(Dataset entries)
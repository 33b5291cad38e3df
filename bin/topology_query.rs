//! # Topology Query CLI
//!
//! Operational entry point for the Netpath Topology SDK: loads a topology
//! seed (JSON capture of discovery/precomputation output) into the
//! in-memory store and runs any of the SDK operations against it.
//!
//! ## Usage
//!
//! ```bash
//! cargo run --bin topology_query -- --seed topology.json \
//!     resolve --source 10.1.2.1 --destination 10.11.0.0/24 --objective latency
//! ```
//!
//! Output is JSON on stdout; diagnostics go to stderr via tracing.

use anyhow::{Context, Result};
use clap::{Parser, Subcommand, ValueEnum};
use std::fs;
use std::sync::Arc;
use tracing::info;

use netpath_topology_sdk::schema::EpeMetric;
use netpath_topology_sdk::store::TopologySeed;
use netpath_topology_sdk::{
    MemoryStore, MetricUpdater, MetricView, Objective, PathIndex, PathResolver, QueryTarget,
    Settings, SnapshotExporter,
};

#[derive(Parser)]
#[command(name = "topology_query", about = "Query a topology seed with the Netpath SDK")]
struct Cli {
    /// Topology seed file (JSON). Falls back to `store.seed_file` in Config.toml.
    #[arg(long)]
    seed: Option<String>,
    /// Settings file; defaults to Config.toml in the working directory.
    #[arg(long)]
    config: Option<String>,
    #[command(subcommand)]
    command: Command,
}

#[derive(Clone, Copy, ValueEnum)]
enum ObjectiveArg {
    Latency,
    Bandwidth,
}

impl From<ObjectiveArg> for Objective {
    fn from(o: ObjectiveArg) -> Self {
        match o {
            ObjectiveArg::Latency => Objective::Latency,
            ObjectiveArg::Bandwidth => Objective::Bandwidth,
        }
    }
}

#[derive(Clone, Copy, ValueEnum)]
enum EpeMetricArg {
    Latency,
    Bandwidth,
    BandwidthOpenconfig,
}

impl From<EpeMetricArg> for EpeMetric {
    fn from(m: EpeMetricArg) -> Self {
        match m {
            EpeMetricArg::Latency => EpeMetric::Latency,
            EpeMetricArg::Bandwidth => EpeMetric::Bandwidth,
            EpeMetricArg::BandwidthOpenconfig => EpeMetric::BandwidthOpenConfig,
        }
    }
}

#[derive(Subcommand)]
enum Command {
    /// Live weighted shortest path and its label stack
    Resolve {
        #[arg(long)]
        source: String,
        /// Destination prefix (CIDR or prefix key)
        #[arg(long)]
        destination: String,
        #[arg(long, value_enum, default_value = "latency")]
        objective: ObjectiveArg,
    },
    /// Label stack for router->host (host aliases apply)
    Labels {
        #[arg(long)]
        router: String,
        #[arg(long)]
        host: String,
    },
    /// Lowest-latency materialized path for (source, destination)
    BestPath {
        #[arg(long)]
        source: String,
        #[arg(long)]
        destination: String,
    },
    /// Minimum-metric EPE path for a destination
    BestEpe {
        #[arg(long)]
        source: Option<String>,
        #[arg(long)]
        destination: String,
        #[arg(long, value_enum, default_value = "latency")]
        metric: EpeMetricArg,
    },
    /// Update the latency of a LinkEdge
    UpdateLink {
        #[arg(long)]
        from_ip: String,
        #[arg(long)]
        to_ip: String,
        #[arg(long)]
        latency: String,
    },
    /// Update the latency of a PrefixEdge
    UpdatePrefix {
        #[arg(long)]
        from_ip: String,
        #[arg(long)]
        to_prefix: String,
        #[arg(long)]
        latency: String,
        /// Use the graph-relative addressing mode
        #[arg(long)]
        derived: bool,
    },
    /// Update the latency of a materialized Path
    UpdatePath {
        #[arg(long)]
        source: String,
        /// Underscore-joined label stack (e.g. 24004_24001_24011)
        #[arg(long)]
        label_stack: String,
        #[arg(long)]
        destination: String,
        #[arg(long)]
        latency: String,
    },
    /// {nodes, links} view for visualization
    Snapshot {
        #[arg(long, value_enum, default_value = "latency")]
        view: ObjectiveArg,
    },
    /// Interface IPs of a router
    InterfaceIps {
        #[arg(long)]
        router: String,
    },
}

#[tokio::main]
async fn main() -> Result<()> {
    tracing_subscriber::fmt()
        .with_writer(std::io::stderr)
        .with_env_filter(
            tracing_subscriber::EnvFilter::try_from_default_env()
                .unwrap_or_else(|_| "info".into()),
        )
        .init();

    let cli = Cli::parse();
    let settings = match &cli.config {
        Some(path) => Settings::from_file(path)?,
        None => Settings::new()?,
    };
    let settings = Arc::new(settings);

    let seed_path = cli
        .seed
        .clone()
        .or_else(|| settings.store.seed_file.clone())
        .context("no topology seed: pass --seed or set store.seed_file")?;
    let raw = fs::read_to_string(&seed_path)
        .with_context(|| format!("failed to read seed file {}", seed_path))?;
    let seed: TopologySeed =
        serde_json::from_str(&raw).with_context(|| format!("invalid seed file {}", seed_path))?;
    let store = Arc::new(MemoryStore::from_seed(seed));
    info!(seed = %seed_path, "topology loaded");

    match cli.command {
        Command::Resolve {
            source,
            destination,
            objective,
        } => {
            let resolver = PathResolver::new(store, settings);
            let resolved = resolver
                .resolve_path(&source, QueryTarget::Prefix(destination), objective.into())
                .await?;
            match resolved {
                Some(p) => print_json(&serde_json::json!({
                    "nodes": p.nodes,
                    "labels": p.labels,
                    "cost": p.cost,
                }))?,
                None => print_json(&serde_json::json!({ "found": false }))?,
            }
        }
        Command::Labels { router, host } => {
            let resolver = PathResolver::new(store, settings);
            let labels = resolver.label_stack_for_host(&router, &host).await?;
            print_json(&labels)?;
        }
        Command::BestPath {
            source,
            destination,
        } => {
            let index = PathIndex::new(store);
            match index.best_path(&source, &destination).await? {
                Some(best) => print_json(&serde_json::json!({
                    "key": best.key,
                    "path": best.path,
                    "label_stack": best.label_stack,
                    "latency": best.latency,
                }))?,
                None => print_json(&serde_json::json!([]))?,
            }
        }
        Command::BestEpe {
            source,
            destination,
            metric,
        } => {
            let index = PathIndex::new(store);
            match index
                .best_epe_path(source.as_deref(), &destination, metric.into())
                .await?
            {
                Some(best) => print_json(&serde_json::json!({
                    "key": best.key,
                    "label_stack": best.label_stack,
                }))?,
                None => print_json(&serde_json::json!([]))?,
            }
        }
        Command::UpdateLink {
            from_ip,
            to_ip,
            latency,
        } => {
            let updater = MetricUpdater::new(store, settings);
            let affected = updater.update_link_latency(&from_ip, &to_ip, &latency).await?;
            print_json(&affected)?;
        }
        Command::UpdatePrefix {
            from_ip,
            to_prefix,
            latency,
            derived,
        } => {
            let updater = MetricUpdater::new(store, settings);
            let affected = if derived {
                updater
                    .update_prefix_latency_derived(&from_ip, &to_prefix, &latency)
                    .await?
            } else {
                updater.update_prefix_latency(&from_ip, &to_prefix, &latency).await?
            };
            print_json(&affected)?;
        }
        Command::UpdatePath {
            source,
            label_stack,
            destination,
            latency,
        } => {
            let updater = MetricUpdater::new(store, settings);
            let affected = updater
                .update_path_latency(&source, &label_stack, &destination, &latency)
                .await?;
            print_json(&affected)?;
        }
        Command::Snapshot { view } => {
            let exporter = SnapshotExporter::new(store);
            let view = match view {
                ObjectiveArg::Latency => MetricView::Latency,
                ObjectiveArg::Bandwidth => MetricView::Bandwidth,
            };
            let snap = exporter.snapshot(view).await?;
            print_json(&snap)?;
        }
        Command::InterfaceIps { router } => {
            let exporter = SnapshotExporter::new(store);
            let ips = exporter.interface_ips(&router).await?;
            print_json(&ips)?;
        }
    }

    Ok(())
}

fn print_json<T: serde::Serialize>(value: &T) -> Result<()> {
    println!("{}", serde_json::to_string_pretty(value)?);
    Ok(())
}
...
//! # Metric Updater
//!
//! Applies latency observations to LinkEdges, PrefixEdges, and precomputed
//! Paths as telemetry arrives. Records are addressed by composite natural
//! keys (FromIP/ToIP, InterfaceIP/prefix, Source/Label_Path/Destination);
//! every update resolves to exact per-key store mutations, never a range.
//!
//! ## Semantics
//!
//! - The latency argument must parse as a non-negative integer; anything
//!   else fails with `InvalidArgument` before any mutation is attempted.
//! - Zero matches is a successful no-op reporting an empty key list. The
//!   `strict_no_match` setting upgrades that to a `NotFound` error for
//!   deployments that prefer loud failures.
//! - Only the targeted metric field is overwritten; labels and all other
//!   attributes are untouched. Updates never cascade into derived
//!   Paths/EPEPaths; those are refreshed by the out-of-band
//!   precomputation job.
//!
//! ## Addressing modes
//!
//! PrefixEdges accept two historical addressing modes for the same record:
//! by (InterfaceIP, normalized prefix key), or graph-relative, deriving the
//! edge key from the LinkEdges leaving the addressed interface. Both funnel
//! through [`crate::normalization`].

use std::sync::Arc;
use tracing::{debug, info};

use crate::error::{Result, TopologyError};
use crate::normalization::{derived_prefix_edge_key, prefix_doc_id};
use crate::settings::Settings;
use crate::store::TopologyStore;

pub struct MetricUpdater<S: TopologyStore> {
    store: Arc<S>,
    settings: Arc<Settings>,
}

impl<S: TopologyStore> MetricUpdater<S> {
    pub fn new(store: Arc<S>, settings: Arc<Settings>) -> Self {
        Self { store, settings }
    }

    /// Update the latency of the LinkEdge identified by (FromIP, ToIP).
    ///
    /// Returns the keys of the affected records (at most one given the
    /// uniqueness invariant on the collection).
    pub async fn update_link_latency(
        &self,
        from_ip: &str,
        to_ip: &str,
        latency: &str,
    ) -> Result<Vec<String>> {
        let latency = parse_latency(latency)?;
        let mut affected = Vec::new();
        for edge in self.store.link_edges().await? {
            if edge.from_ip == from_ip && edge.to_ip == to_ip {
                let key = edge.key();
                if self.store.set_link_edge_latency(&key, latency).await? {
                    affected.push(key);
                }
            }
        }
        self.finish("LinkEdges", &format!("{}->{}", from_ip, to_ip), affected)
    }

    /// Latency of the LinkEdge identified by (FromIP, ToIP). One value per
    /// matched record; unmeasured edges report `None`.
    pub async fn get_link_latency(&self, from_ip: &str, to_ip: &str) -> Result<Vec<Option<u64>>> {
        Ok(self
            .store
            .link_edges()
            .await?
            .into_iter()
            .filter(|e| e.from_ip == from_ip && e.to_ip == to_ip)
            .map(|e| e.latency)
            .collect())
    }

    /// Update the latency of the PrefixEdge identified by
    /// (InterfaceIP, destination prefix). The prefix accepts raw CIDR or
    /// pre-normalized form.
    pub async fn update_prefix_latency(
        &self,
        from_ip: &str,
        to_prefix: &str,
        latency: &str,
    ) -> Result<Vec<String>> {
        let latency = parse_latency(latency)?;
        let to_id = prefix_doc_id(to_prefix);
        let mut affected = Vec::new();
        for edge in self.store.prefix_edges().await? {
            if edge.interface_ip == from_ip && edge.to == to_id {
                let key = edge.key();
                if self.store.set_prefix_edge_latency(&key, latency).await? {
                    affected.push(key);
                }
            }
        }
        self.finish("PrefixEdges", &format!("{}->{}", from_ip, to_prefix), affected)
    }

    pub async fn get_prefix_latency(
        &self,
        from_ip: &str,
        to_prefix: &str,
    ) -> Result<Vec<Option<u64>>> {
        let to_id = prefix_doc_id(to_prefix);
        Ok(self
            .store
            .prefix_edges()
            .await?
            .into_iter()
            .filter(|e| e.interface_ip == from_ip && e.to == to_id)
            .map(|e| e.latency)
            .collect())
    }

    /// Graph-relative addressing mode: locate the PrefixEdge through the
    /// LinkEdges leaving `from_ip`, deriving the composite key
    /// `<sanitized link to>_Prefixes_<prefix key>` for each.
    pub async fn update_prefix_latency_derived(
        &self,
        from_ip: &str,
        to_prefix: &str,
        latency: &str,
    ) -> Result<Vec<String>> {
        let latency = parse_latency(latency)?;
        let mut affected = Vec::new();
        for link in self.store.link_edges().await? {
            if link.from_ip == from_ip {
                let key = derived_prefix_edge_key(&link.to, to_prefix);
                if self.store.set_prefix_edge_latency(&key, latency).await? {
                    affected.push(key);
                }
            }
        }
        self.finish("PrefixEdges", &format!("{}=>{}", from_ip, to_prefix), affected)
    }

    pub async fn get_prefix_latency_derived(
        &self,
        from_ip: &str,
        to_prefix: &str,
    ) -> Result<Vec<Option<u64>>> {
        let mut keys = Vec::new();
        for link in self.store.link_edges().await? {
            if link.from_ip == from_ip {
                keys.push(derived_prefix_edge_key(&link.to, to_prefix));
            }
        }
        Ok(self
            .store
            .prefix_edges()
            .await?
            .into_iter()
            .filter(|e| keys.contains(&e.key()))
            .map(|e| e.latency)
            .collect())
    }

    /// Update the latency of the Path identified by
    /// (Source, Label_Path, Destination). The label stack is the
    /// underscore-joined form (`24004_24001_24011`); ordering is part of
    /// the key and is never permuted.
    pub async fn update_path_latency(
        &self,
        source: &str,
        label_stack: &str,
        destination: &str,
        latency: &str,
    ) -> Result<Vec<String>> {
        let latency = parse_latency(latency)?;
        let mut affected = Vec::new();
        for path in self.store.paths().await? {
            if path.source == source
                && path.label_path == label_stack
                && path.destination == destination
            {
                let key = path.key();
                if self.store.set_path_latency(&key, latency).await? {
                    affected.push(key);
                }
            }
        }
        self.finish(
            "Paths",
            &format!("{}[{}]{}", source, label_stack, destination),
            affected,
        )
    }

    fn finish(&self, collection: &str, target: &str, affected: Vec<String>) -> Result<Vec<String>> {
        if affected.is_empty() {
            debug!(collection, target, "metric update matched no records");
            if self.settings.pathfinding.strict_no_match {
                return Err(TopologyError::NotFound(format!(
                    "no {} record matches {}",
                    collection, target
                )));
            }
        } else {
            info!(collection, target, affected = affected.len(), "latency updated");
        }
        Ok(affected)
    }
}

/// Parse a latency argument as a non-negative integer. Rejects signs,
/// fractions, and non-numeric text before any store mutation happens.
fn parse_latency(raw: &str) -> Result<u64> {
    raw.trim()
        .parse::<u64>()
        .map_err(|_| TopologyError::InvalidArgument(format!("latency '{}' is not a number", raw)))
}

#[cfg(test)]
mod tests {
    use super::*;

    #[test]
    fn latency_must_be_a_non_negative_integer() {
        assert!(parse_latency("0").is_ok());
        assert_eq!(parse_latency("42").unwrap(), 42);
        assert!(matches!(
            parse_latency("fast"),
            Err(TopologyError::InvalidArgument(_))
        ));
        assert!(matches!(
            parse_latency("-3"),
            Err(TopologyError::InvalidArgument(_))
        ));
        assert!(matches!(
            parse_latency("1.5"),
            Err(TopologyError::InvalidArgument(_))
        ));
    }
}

Task goal |
Your answer should consist of all lines above that include the string "Option".

Exercise solution |
    seed: Option<String>,
    config: Option<String>,
        source: Option<String>,
    pub async fn get_link_latency(&self, from_ip: &str, to_ip: &str) -> Result<Vec<Option<u64>>> {
    ) -> Result<Vec<Option<u64>>> {
    ) -> Result<Vec<Option<u64>>> {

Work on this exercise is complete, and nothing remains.